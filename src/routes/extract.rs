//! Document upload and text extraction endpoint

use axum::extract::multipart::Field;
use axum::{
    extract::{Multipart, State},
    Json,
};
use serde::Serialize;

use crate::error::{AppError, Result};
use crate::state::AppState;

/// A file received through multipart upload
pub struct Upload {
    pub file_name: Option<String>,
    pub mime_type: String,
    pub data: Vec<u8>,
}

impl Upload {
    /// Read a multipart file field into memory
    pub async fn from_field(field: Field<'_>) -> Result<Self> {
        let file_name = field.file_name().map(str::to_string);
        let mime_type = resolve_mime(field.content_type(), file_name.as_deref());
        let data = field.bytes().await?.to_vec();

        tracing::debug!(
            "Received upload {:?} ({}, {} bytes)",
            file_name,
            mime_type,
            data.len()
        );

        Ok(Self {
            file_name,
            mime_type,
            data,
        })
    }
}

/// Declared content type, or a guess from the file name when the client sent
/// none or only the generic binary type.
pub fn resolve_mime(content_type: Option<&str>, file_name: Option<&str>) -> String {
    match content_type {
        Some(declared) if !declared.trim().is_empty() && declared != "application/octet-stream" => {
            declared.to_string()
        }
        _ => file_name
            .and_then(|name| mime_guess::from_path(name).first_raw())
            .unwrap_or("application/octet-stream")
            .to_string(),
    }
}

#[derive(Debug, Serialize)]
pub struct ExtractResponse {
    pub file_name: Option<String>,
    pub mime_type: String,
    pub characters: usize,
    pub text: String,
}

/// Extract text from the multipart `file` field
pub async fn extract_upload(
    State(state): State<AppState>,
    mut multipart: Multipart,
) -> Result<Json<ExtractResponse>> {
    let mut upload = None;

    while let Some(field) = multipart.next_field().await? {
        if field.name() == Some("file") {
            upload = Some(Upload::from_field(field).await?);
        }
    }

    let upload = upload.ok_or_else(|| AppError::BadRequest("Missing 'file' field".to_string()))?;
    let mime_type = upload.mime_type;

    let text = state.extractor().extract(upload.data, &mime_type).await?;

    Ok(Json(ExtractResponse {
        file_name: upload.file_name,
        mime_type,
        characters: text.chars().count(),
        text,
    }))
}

* * *

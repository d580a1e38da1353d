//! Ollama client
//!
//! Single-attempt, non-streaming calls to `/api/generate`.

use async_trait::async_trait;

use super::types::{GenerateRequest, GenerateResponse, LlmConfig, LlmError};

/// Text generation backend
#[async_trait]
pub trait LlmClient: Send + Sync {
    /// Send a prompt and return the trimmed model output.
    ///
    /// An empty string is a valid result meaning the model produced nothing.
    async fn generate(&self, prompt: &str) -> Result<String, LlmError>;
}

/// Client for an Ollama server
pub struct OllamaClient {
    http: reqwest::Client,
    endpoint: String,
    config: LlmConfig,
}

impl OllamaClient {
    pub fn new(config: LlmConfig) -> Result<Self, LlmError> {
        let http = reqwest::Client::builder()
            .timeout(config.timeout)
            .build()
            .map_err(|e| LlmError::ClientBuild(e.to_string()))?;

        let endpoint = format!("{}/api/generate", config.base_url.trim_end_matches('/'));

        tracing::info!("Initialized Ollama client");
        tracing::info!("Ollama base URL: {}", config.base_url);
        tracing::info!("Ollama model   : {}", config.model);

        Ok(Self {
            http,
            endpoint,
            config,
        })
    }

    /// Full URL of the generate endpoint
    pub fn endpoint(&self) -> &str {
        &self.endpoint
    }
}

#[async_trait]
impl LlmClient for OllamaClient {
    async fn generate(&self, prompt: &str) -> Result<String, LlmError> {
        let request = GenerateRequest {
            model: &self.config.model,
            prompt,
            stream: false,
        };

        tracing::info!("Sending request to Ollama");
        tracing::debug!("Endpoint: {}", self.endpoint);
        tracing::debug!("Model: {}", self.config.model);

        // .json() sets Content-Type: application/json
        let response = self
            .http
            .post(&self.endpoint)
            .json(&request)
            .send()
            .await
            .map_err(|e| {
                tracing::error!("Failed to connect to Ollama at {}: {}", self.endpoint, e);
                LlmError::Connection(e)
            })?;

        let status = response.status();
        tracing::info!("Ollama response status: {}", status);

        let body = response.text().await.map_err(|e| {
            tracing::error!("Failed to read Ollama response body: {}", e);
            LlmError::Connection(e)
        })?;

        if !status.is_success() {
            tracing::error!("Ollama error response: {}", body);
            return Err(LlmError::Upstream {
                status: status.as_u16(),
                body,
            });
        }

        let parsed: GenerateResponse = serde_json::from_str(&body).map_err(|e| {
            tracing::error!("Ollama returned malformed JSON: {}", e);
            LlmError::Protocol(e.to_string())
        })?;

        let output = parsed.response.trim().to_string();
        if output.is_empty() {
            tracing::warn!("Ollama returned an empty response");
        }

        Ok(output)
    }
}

--

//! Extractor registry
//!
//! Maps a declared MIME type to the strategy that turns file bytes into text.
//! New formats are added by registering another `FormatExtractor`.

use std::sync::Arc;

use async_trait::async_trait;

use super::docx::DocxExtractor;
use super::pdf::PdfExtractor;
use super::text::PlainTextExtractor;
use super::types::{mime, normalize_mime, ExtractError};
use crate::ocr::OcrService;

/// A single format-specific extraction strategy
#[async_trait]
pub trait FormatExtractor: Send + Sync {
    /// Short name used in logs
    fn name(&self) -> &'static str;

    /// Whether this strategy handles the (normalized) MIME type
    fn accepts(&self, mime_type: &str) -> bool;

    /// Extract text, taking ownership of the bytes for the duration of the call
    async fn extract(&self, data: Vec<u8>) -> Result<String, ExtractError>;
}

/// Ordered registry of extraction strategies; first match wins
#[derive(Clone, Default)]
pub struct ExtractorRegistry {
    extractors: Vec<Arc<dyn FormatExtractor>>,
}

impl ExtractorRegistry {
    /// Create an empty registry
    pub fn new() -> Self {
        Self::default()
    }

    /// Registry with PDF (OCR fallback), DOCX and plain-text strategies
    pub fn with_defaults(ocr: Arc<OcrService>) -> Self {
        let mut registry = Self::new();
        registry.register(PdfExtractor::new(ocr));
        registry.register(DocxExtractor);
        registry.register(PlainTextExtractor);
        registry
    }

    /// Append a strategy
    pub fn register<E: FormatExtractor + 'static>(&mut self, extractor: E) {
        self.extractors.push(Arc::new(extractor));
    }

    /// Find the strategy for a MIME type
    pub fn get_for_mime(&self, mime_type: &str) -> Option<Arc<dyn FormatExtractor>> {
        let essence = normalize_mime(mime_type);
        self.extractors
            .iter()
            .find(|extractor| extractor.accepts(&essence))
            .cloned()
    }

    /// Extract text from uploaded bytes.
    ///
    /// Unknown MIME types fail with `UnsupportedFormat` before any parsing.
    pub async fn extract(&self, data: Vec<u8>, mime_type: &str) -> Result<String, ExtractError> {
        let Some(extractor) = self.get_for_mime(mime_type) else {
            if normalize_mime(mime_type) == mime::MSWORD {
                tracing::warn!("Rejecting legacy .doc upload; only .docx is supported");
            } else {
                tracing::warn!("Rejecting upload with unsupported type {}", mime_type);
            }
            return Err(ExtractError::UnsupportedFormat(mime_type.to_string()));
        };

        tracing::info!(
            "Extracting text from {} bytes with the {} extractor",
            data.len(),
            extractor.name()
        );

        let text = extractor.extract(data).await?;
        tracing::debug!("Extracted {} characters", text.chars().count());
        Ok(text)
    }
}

Exercise
Find "Append a strategy" in the entries above and copy that whole line exactly, then each line after it through the line that contains "pub async fn extract(&self, data: Vec<u8>, mime_type: &str)".

Reply to the task
    /// Append a strategy
    pub fn register<E: FormatExtractor + 'static>(&mut self, extractor: E) {
        self.extractors.push(Arc::new(extractor));
    }

    /// Find the strategy for a MIME type
    pub fn get_for_mime(&self, mime_type: &str) -> Option<Arc<dyn FormatExtractor>> {
        let essence = normalize_mime(mime_type);
        self.extractors
            .iter()
            .find(|extractor| extractor.accepts(&essence))
            .cloned()
    }

    /// Extract text from uploaded bytes.
    ///
    /// Unknown MIME types fail with `UnsupportedFormat` before any parsing.
    pub async fn extract(&self, data: Vec<u8>, mime_type: &str) -> Result<String, ExtractError> {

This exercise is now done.